Bill Cosby and his former attorney, Marty Singer, are looking to go to court for the umpteenth time in recent years, petitioning SCOTUS to hear an appeal of a state court lawsuit brought by Janice Dickinson for defamation. Cosby has already lost this suit twice in state court, but he is hoping the third time's a charm.
When Is a Lie Not a Lie
Dickinson wrote a book about her Supermodel days entitled No Lifeguard on Duty, published in 2002. In it, she says Cosby tried to have sex with her, but she fended him off. In 2014, when the Cosby rape allegations started gaining traction, she changed her story, and said that she too had been raped by Cosby, that she wasn't able to fend off his advances, and gave a story substantially similar to the other dozen or so alleged Cosby rape victims. Singer, in an effort to vehemently defend his client, wrote to various media outlets that Dickinson's story was "fabricated and is an outrageous defamatory lie."
And so in a turn of events, Dickinson sued Singer and Cosby for defamation because she claims she was telling the truth, the second time around, and that she isn't a liar. She claims that in her memoir, she had originally written that Cosby had raped her, but that her ghost writer took it out, oddly, in order to sell more copies.

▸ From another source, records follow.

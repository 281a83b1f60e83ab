//! Gateway collaborator interfaces.
//!
//! The crate never talks HTTP directly outside [`http`]. Everything else
//! depends on the two traits below, so tests and alternative transports can
//! supply their own implementation.

pub mod http;

use async_trait::async_trait;
use serde_json::Value;

use crate::ledger::query::QueryDescriptor;
use crate::reliability::is_retryable_status;

pub use http::HttpGateway;

/// Errors reported by a gateway collaborator.
#[derive(Debug, Clone, PartialEq, Eq, thiserror::Error)]
#[non_exhaustive]
pub enum GatewayError {
    /// Connection, timeout or other transport failure.
    #[error("request failed: {0}")]
    Transport(String),

    /// Gateway answered with a non-success status.
    #[error("gateway returned HTTP {status}: {body}")]
    Status { status: u16, body: String },

    /// Transaction or payload does not exist (yet).
    #[error("transaction {0} not found")]
    NotFound(String),

    /// Body could not be decoded.
    #[error("invalid response: {0}")]
    Decode(String),
}

impl GatewayError {
    /// Whether another attempt may succeed.
    pub fn is_transient(&self) -> bool {
        match self {
            Self::Transport(_) => true,
            Self::Status { status, .. } => is_retryable_status(*status),
            Self::NotFound(_) | Self::Decode(_) => false,
        }
    }
}

/// Runs one transaction query and returns the raw JSON response.
///
/// A transport-level success whose body lacks the expected shape must be
/// returned as `Ok`; shape validation belongs to the caller.
#[async_trait]
pub trait QueryExecutor: Send + Sync + 'static {
    async fn execute(&self, query: &QueryDescriptor) -> Result<Value, GatewayError>;
}

/// Fetches the raw data of a transaction as text.
#[async_trait]
pub trait PayloadFetcher: Send + Sync + 'static {
    async fn fetch_payload(&self, tx_id: &str) -> Result<String, GatewayError>;
}
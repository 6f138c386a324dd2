use std::collections::HashSet;

use proptest::prelude::*;

use ballot_governance::{LedgerState, VotingError, MAX_BATCH};
use ballot_types::{AccountId, ProposalId, Timestamp};

fn account(i: u8) -> AccountId {
    AccountId::new(format!("acct{i}")).unwrap()
}

/// A single step applied to the ledger by a random caller.
#[derive(Clone, Debug)]
enum Op {
    Create { len: usize, duration: u64 },
    Vote { voter: u8, proposal: u64, support: bool },
    Tick(u64),
}

fn op() -> impl Strategy<Value = Op> {
    prop_oneof![
        (0usize..600, 0u64..50).prop_map(|(len, duration)| Op::Create { len, duration }),
        (0u8..8, 0u64..12, any::<bool>())
            .prop_map(|(voter, proposal, support)| Op::Vote { voter, proposal, support }),
        (0u64..20).prop_map(Op::Tick),
    ]
}

proptest! {
    /// Successful creations receive 0, 1, 2, ... and the count tracks them;
    /// every vote tally equals the number of distinct accepted voters.
    #[test]
    fn ids_sequential_and_votes_accounted(ops in prop::collection::vec(op(), 1..120)) {
        let mut state = LedgerState::default();
        let mut now = 0u64;
        let mut created = 0u64;
        let mut accepted: Vec<HashSet<u8>> = Vec::new();

        for op in ops {
            match op {
                Op::Create { len, duration } => {
                    let text = "x".repeat(len);
                    if let Ok(id) = state.create_proposal(&account(0), &text, duration, Timestamp::new(now)) {
                        prop_assert_eq!(id, ProposalId::new(created));
                        created += 1;
                        accepted.push(HashSet::new());
                    } else {
                        prop_assert!(len == 0 || len > 512 || duration == 0);
                    }
                }
                Op::Vote { voter, proposal, support } => {
                    let id = ProposalId::new(proposal);
                    let before = state.proposal(id).map(|p| p.total_votes()).ok();
                    match state.vote(&account(voter), id, support, Timestamp::new(now)) {
                        Ok(()) => {
                            let fresh = accepted[proposal as usize].insert(voter);
                            prop_assert!(fresh);
                        }
                        Err(VotingError::AlreadyVoted { .. }) => {
                            prop_assert!(accepted[proposal as usize].contains(&voter));
                        }
                        Err(VotingError::ProposalNotExist(_)) => prop_assert!(proposal >= created),
                        Err(VotingError::VotingClosed { deadline, .. }) => {
                            prop_assert!(Timestamp::new(now) > deadline);
                        }
                        Err(other) => prop_assert!(false, "unexpected error {other:?}"),
                    }
                    let after = state.proposal(id).map(|p| p.total_votes()).ok();
                    if let (Some(b), Some(a)) = (before, after) {
                        prop_assert!(a >= b);
                    }
                }
                Op::Tick(secs) => now += secs,
            }
        }

        prop_assert_eq!(state.proposal_count(), created);
        for (i, voters) in accepted.iter().enumerate() {
            let id = ProposalId::new(i as u64);
            prop_assert_eq!(state.outcome(id).unwrap().total_votes, voters.len() as u64);
        }
    }

    /// Range results never exceed min(count, total - start) and stay index-aligned.
    #[test]
    fn range_bounded_and_aligned(total in 0u64..40, start in 0u64..50, count in 0u64..120) {
        let mut state = LedgerState::default();
        for i in 0..total {
            state
                .create_proposal(&account(1), &format!("Proposal {i}"), 60, Timestamp::EPOCH)
                .unwrap();
        }

        match state.range(ProposalId::new(start), count) {
            Ok(range) => {
                prop_assert!(count >= 1 && count <= MAX_BATCH && start < total);
                let expected = count.min(total - start) as usize;
                prop_assert_eq!(range.len(), expected);
                prop_assert_eq!(range.votes_for.len(), expected);
                prop_assert_eq!(range.votes_against.len(), expected);
                prop_assert_eq!(range.creators.len(), expected);
                prop_assert_eq!(range.deadlines.len(), expected);
                for row in range.rows() {
                    let expected_text = format!("Proposal {}", row.id.as_u64());
                    prop_assert_eq!(row.description, expected_text.as_str());
                }
            }
            Err(VotingError::InvalidDuration(c)) => {
                prop_assert_eq!(c, count);
                prop_assert!(count == 0 || count > MAX_BATCH);
            }
            Err(VotingError::ProposalNotExist(id)) => {
                prop_assert_eq!(id.as_u64(), start);
                prop_assert!(start >= total);
            }
            Err(other) => prop_assert!(false, "unexpected error {other:?}"),
        }
    }

    /// A proposal passes iff strictly more votes are for than against.
    #[test]
    fn result_requires_strict_majority(votes_for in 0u8..20, votes_against in 0u8..20) {
        let mut state = LedgerState::default();
        let id = state
            .create_proposal(&account(0), "tally", 60, Timestamp::EPOCH)
            .unwrap();
        for i in 0..votes_for {
            state.vote(&AccountId::new(format!("for{i}")).unwrap(), id, true, Timestamp::EPOCH).unwrap();
        }
        for i in 0..votes_against {
            state.vote(&AccountId::new(format!("against{i}")).unwrap(), id, false, Timestamp::EPOCH).unwrap();
        }

        let outcome = state.outcome(id).unwrap();
        prop_assert_eq!(outcome.passed, votes_for > votes_against);
        prop_assert_eq!(outcome.total_votes, u64::from(votes_for) + u64::from(votes_against));
    }
}
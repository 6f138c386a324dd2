//! Fundamental types for the ballot ledger.
//!
//! This crate defines the primitives shared across every other crate in the
//! workspace: account identifiers, proposal identifiers and timestamps.

pub mod account;
pub mod error;
pub mod proposal_id;
pub mod time;

pub use account::AccountId;
pub use error::AccountIdError;
pub use proposal_id::ProposalId;
pub use time::Timestamp;
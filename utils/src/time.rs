//! Time formatting helpers.

const UNITS: [(u64, &str); 4] = [(86_400, "d"), (3_600, "h"), (60, "m"), (1, "s")];

/// Format a duration in seconds as its two most significant non-zero units,
/// e.g. `"2d 3h"`, `"1h"`, `"4m 10s"`. Zero formats as `"0s"`.
pub fn format_duration(secs: u64) -> String {
    let mut rest = secs;
    let parts: Vec<String> = UNITS
        .iter()
        .filter_map(|&(size, suffix)| {
            let n = rest / size;
            rest %= size;
            (n > 0).then(|| format!("{n}{suffix}"))
        })
        .take(2)
        .collect();

    if parts.is_empty() {
        "0s".to_string()
    } else {
        parts.join(" ")
    }
}

#[cfg(test)]
mod tests {
    use super::*;

    #[test]
    fn formats_most_significant_units() {
        assert_eq!(format_duration(0), "0s");
        assert_eq!(format_duration(59), "59s");
        assert_eq!(format_duration(61), "1m 1s");
        assert_eq!(format_duration(3600), "1h");
        assert_eq!(format_duration(3661), "1h 1m");
        assert_eq!(format_duration(90_061), "1d 1h");
        assert_eq!(format_duration(86_405), "1d 5s");
    }
}
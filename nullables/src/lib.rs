//! Nullable infrastructure for deterministic testing.
//!
//! The ledger's external collaborators (the clock and event subscribers) sit
//! behind seams. This crate provides test-friendly implementations that:
//! - Return deterministic values
//! - Can be controlled programmatically
//! - Record what they observed for later assertions
//!
//! Usage: swap real implementations for nullables in tests.

pub mod clock;
pub mod events;

pub use clock::NullClock;
pub use events::EventRecorder;
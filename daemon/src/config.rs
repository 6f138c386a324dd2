//! Daemon configuration with TOML file support.

use std::path::{Path, PathBuf};

use ballot_governance::LedgerLimits;
use ballot_utils::LogFormat;
use serde::{Deserialize, Serialize};
use thiserror::Error;

#[derive(Debug, Error)]
pub enum ConfigError {
    #[error("failed to read config file {path}: {source}")]
    Read {
        path: PathBuf,
        #[source]
        source: std::io::Error,
    },

    #[error("failed to parse config: {0}")]
    Parse(#[from] toml::de::Error),

    #[error("failed to serialize config: {0}")]
    Serialize(#[from] toml::ser::Error),

    #[error("invalid config: {0}")]
    Invalid(String),
}

/// Configuration for the ballot daemon.
///
/// Can be loaded from a TOML file via [`DaemonConfig::from_toml_file`] or
/// built programmatically (e.g. for tests).
#[derive(Clone, Debug, PartialEq, Eq, Serialize, Deserialize)]
pub struct DaemonConfig {
    /// Log level filter: "trace", "debug", "info", "warn", "error".
    #[serde(default = "default_log_level")]
    pub log_level: String,

    /// Log format: "human" or "json".
    #[serde(default = "default_log_format")]
    pub log_format: String,

    /// Print ledger events to stdout ahead of each command's response.
    #[serde(default)]
    pub emit_events: bool,

    /// Input bounds enforced by the ledger.
    #[serde(default)]
    pub limits: LedgerLimits,
}

// ── Serde default helpers ──────────────────────────────────────────────

fn default_log_level() -> String {
    "info".to_string()
}

fn default_log_format() -> String {
    "human".to_string()
}

// ── Impl ───────────────────────────────────────────────────────────────

impl DaemonConfig {
    /// Load configuration from a TOML file.
    pub fn from_toml_file(path: impl AsRef<Path>) -> Result<Self, ConfigError> {
        let path = path.as_ref();
        let content = std::fs::read_to_string(path).map_err(|source| ConfigError::Read {
            path: path.to_path_buf(),
            source,
        })?;
        Self::from_toml_str(&content)
    }

    /// Parse configuration from a TOML string.
    pub fn from_toml_str(s: &str) -> Result<Self, ConfigError> {
        Ok(toml::from_str(s)?)
    }

    /// Serialize the configuration to a TOML string.
    pub fn to_toml_string(&self) -> Result<String, ConfigError> {
        Ok(toml::to_string_pretty(self)?)
    }

    pub fn log_format(&self) -> Result<LogFormat, ConfigError> {
        self.log_format.parse().map_err(ConfigError::Invalid)
    }

    /// Reject settings the ledger or the logger cannot run with.
    pub fn validate(&self) -> Result<(), ConfigError> {
        self.log_format()?;
        if self.limits.max_description_len == 0 {
            return Err(ConfigError::Invalid(
                "limits.max_description_len must be at least 1".into(),
            ));
        }
        if self.limits.max_batch == 0 {
            return Err(ConfigError::Invalid(
                "limits.max_batch must be at least 1".into(),
            ));
        }
        Ok(())
    }
}

impl Default for DaemonConfig {
    fn default() -> Self {
        Self {
            log_level: default_log_level(),
            log_format: default_log_format(),
            emit_events: false,
            limits: LedgerLimits::default(),
        }
    }
}

#[cfg(test)]
mod tests {
    use super::*;
    use std::io::Write;

    #[test]
    fn default_config_round_trips_through_toml() {
        let config = DaemonConfig::default();
        let toml_str = config.to_toml_string().expect("serializable");
        let parsed = DaemonConfig::from_toml_str(&toml_str).expect("should parse");
        assert_eq!(parsed, config);
    }

    #[test]
    fn minimal_toml_uses_defaults() {
        let config = DaemonConfig::from_toml_str("").expect("empty toml should use defaults");
        assert_eq!(config.log_level, "info");
        assert_eq!(config.log_format, "human");
        assert!(!config.emit_events);
        assert_eq!(config.limits.max_description_len, 512);
        assert_eq!(config.limits.max_batch, 100);
    }

    #[test]
    fn partial_toml_overrides() {
        let toml = r#"
            log_format = "json"

            [limits]
            max_batch = 25
        "#;
        let config = DaemonConfig::from_toml_str(toml).expect("should parse");
        assert_eq!(config.log_format().unwrap(), LogFormat::Json);
        assert_eq!(config.limits.max_batch, 25);
        assert_eq!(config.limits.max_description_len, 512); // default
    }

    #[test]
    fn validate_rejects_zero_limits_and_unknown_format() {
        let mut config = DaemonConfig::default();
        config.limits.max_batch = 0;
        assert!(matches!(config.validate(), Err(ConfigError::Invalid(_))));

        let config = DaemonConfig {
            log_format: "xml".into(),
            ..DaemonConfig::default()
        };
        assert!(matches!(config.validate(), Err(ConfigError::Invalid(_))));

        assert!(DaemonConfig::default().validate().is_ok());
    }

    #[test]
    fn loads_from_file() {
        let mut file = tempfile::NamedTempFile::new().unwrap();
        writeln!(file, "log_level = \"debug\"\nemit_events = true").unwrap();
        let config = DaemonConfig::from_toml_file(file.path()).unwrap();
        assert_eq!(config.log_level, "debug");
        assert!(config.emit_events);
    }

    #[test]
    fn missing_file_returns_read_error() {
        let result = DaemonConfig::from_toml_file("/nonexistent/ballot.toml");
        assert!(matches!(result, Err(ConfigError::Read { .. })));
    }
}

Can You Defend Your Client With Opinion?
Cosby is petitioning the Supreme Court to decide whether statements of opinion can be actionable in a defamation suit. He claims Singer was just doing his job as his attorney, and merely expressing his opinion of Dickinson as a liar, based on information he had from the book and interviews. Cosby contends Singer has a First Amendment right to express this opinion.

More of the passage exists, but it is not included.